- Jinping Location in Guangdong, Shantou
- Coordinates: 23°21′55″N 116°42′07″E﻿ / ﻿23.36528°N 116.70194°E
- Country: People's Republic of China
- Province: Guangdong
- Prefecture-level city: Shantou
- Website: https://veritas.stu.edu.cn/

Chinese name
- Simplified Chinese: 至诚书院
- Traditional Chinese: 至誠書院

Standard Mandarin
- Hanyu Pinyin: Zhìchéng Shūyuàn

= Veritas College =

Veritas College is a residential college of Shantou University. It was established in July 2008, the first residential college in mainland China. Veritas College's purpose was to organize various academic and community activities with the expectation of enriching the educational experience and extra-curricular life of the residential students. This change from a traditional dormitory format was intended to encourage residential students from different majors to socially network, share knowledge and ideas, develop interpersonal relationships, and strengthen their confidence, independence and sense of social responsibility.

==Motto==
The motto of Veritas College is 诚，敬，谦，和. In English, this roughly translates as "Sincerity, Respect, Modesty, Harmony."

==Location==
The college is located in Jinping District, Shantou, Guangdong Province, near the east gate of Shantou University.

==Courses, camps and activities==
Veritas College provides not only living accommodations, but also a place for learning and sharing. At Veritas College, residential students come from a range different colleges and majors. Veritas College has its own student union and clubs, which serve as a platform for students to make friends, share experiences, and learn from each other. The college also provides students additional extracurricular courses and camps.

==Student union and other organizations==

===Student union===
Founded in 2008, the student union hosts various activities to serve students. The most popular activities are the welcoming and farewell parties. The president and council of the student union are selected by all student residents.

===Ivy League===
Founded in 2009, the Ivy League club is a volunteer organization. It has a council with a president and two vice presidents. The leadership council helps run the whole organization, including 7 departments and a volunteer group. The most popular activities involve assisting high school students, working with young children, a summer camp, and the TEDx Talk at STU.

===Youth League branch===
The Youth League branch of Veritas College is associated with the China Communist Youth League. The Youth League aims to educate the youth on, and promote, the values of the Communist Party.

===Monitors===
Founded in 2008, the monitors are special representatives of Veritas College. The monitors usually are junior students. They serve as role models in academic, moral, and other personal aspects. They are selected to guide the freshmen in adapting to college life, and also serve as mentors. Monitors themselves are trained and supervised.

===Party branch===
The Party branch of Veritas College refers to the campus branch of the Chinese Communist Party. Usually its activities are closed to its own members.
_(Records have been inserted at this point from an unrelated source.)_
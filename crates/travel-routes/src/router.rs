//! Stateful router: current location plus guarded navigation

use std::collections::BTreeMap;
use std::sync::Arc;

use serde::Serialize;
use tracing::{debug, info};
use travel_auth::{ACCESS_TOKEN_KEY, TokenStore};
use travel_session::SessionEvent;

use crate::guard::{GuardDecision, guard};
use crate::table::{View, normalize, resolve};

/// Where the router currently is. `view` is `None` for unknown paths.
#[derive(Debug, Clone, PartialEq, Eq, Serialize)]
pub struct Location {
    pub path: String,
    pub view: Option<View>,
    pub params: BTreeMap<String, String>,
}

impl Location {
    fn at(path: &str) -> Self {
        match resolve(path) {
            Some(m) => Self {
                path: normalize(path),
                view: Some(m.route.view),
                params: m.params,
            },
            None => Self {
                path: normalize(path),
                view: None,
                params: BTreeMap::new(),
            },
        }
    }
}

/// Result of a navigation attempt.
#[derive(Debug, Clone, PartialEq, Eq, Serialize)]
#[serde(tag = "outcome", rename_all = "snake_case")]
pub enum Navigation {
    Arrived {
        location: Location,
    },
    /// Guard refused the target; `notice` must be shown to the user.
    Redirected {
        requested: String,
        location: Location,
        notice: &'static str,
    },
}

impl Navigation {
    pub fn location(&self) -> &Location {
        match self {
            Navigation::Arrived { location } | Navigation::Redirected { location, .. } => location,
        }
    }
}

/// Router over the static route table, guarded by token presence.
pub struct Router {
    store: Arc<TokenStore>,
    current: Location,
}

impl Router {
    /// Start at `/`.
    pub fn new(store: Arc<TokenStore>) -> Self {
        Self {
            store,
            current: Location::at("/"),
        }
    }

    pub fn current(&self) -> &Location {
        &self.current
    }

    /// Navigate to `path`, consulting the token store on every call.
    pub async fn navigate(&mut self, path: &str) -> Navigation {
        let target = resolve(path);
        let has_token = self.store.contains(ACCESS_TOKEN_KEY).await;

        match guard(target.as_ref().map(|m| m.route), has_token) {
            GuardDecision::Proceed => {
                self.current = Location::at(path);
                debug!(path = %self.current.path, "navigated");
                Navigation::Arrived {
                    location: self.current.clone(),
                }
            }
            GuardDecision::Redirect { to, notice } => {
                info!(requested = path, redirect = to, "navigation blocked by guard");
                self.current = Location::at(to);
                Navigation::Redirected {
                    requested: normalize(path),
                    location: self.current.clone(),
                    notice,
                }
            }
        }
    }

    /// React to a session event. Only `LoginRequired` moves the router.
    pub async fn apply(&mut self, event: &SessionEvent) -> Option<Navigation> {
        match event {
            SessionEvent::LoginRequired { redirect } => Some(self.navigate(redirect).await),
            SessionEvent::AuthChanged { .. } => None,
        }
    }
}

#[cfg(test)]
mod tests {
    use super::*;

    async fn router_with(dir: &tempfile::TempDir, token: Option<&str>) -> Router {
        let store = TokenStore::load(dir.path().join("tokens.json"))
            .await
            .unwrap();
        if let Some(token) = token {
            store.set(ACCESS_TOKEN_KEY, token.into()).await.unwrap();
        }
        Router::new(Arc::new(store))
    }

    #[tokio::test]
    async fn starts_at_welcome() {
        let dir = tempfile::tempdir().unwrap();
        let router = router_with(&dir, None).await;
        assert_eq!(router.current().view, Some(View::Welcome));
    }

    #[tokio::test]
    async fn protected_route_without_token_redirects_to_login() {
        let dir = tempfile::tempdir().unwrap();
        let mut router = router_with(&dir, None).await;

        let nav = router.navigate("/community/7").await;

        match nav {
            Navigation::Redirected {
                requested,
                location,
                notice,
            } => {
                assert_eq!(requested, "/community/7");
                assert_eq!(location.path, "/login");
                assert_eq!(location.view, Some(View::Login));
                assert_eq!(notice, crate::LOGIN_NOTICE);
            }
            other => panic!("expected redirect, got {other:?}"),
        }
        assert_eq!(router.current().path, "/login");
    }

    #[tokio::test]
    async fn stale_token_still_passes_guard() {
        let dir = tempfile::tempdir().unwrap();
        let mut router = router_with(&dir, Some("expired-but-present")).await;

        let nav = router.navigate("/community/7/edit").await;

        assert!(matches!(nav, Navigation::Arrived { .. }));
        assert_eq!(router.current().view, Some(View::EditPost));
        assert_eq!(
            router.current().params.get("id").map(String::as_str),
            Some("7")
        );
    }

    #[tokio::test]
    async fn guard_reads_store_on_every_navigation() {
        let dir = tempfile::tempdir().unwrap();
        let store = Arc::new(
            TokenStore::load(dir.path().join("tokens.json"))
                .await
                .unwrap(),
        );
        let mut router = Router::new(store.clone());

        assert!(matches!(
            router.navigate("/community").await,
            Navigation::Redirected { .. }
        ));

        store.set(ACCESS_TOKEN_KEY, "T1".into()).await.unwrap();
        assert!(matches!(
            router.navigate("/community").await,
            Navigation::Arrived { .. }
        ));

        store.remove(ACCESS_TOKEN_KEY).await.unwrap();
        assert!(matches!(
            router.navigate("/community/new").await,
            Navigation::Redirected { .. }
        ));
    }

    #[tokio::test]
    async fn public_and_unknown_routes_proceed() {
        let dir = tempfile::tempdir().unwrap();
        let mut router = router_with(&dir, None).await;

        let nav = router.navigate("/flights").await;
        assert_eq!(nav.location().view, Some(View::FlightSearch));

        let nav = router.navigate("/somewhere-else").await;
        assert!(matches!(nav, Navigation::Arrived { .. }));
        assert_eq!(nav.location().view, None);
    }

    #[tokio::test]
    async fn login_required_event_moves_router() {
        let dir = tempfile::tempdir().unwrap();
        let mut router = router_with(&dir, None).await;
        router.navigate("/flights").await;

        let ignored = router
            .apply(&SessionEvent::AuthChanged {
                authenticated: false,
            })
            .await;
        assert!(ignored.is_none());
        assert_eq!(router.current().view, Some(View::FlightSearch));

        let nav = router
            .apply(&SessionEvent::LoginRequired {
                redirect: "/login".into(),
            })
            .await
            .unwrap();
        assert_eq!(nav.location().view, Some(View::Login));
    }

    #[test]
    fn navigation_serializes_with_outcome_tag() {
        let nav = Navigation::Redirected {
            requested: "/community".into(),
            location: Location::at("/login"),
            notice: crate::LOGIN_NOTICE,
        };
        let json = serde_json::to_value(&nav).unwrap();
        assert_eq!(json["outcome"], "redirected");
        assert_eq!(json["location"]["view"], "login");
    }
}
===Veritas College Magazine===
Founded in 2008, the Veritas College Magazine features articles about college life. It is published at the beginning of the semesters, and is produced by a group of journalists and editors.

===Clubs and societies===

====The Polar Star Outdoor Expedition Club====
Founded in 2013, the Polar Star Outdoor Expedition Club is a club for students who enjoy outdoor activities, such as climbing mountains, camping, etc. Every two years, the club holds a Chief ATP Camp to train members in teamwork and survival skills.

====Lingxi Psychology Club====
Founded in 2010, the club aims to provide professional psychology information and cultivate students' interest in mental health. The club is directed by instructor Dong-ping Jiang, who has a master in psychology.

====Debate Team====
Founded in 2008, Veritas College's debate team participates in regional and national tournaments.

====Traditional Studies Club====
Founded in 2009, the Traditional Studies Club was founded to enable students to participate in traditional culture studies. Members study Confucianism, Taoism, Laozi, traditional Chinese poems, etc.

====Deyi Gu Qin Club====
Founded in 2010, the Deyi Gu Qin Club is a club devoted to studying a traditional Chinese instrument, the Gu Qin. The club also holds the Gu Qin Culture Study Camp every year.

==History==
The concept of residential colleges originated in Cambridge University, UK, but Hong Kong University (HKU) pioneered the first example in greater China. Professor Li Dan brought this concept to Shantou University after visiting HKU, which led to the establishment of the first residential college in mainland China. Other universities in mainland China have been motivated by Veritas College's example, and are starting their own residential colleges.

After only one year of operation, the student response to Veritas College at Shantou University was overwhelmingly positive. Because of ongoing student and faculty feedback, Shantou University has committed to establishing more residential colleges on the campus.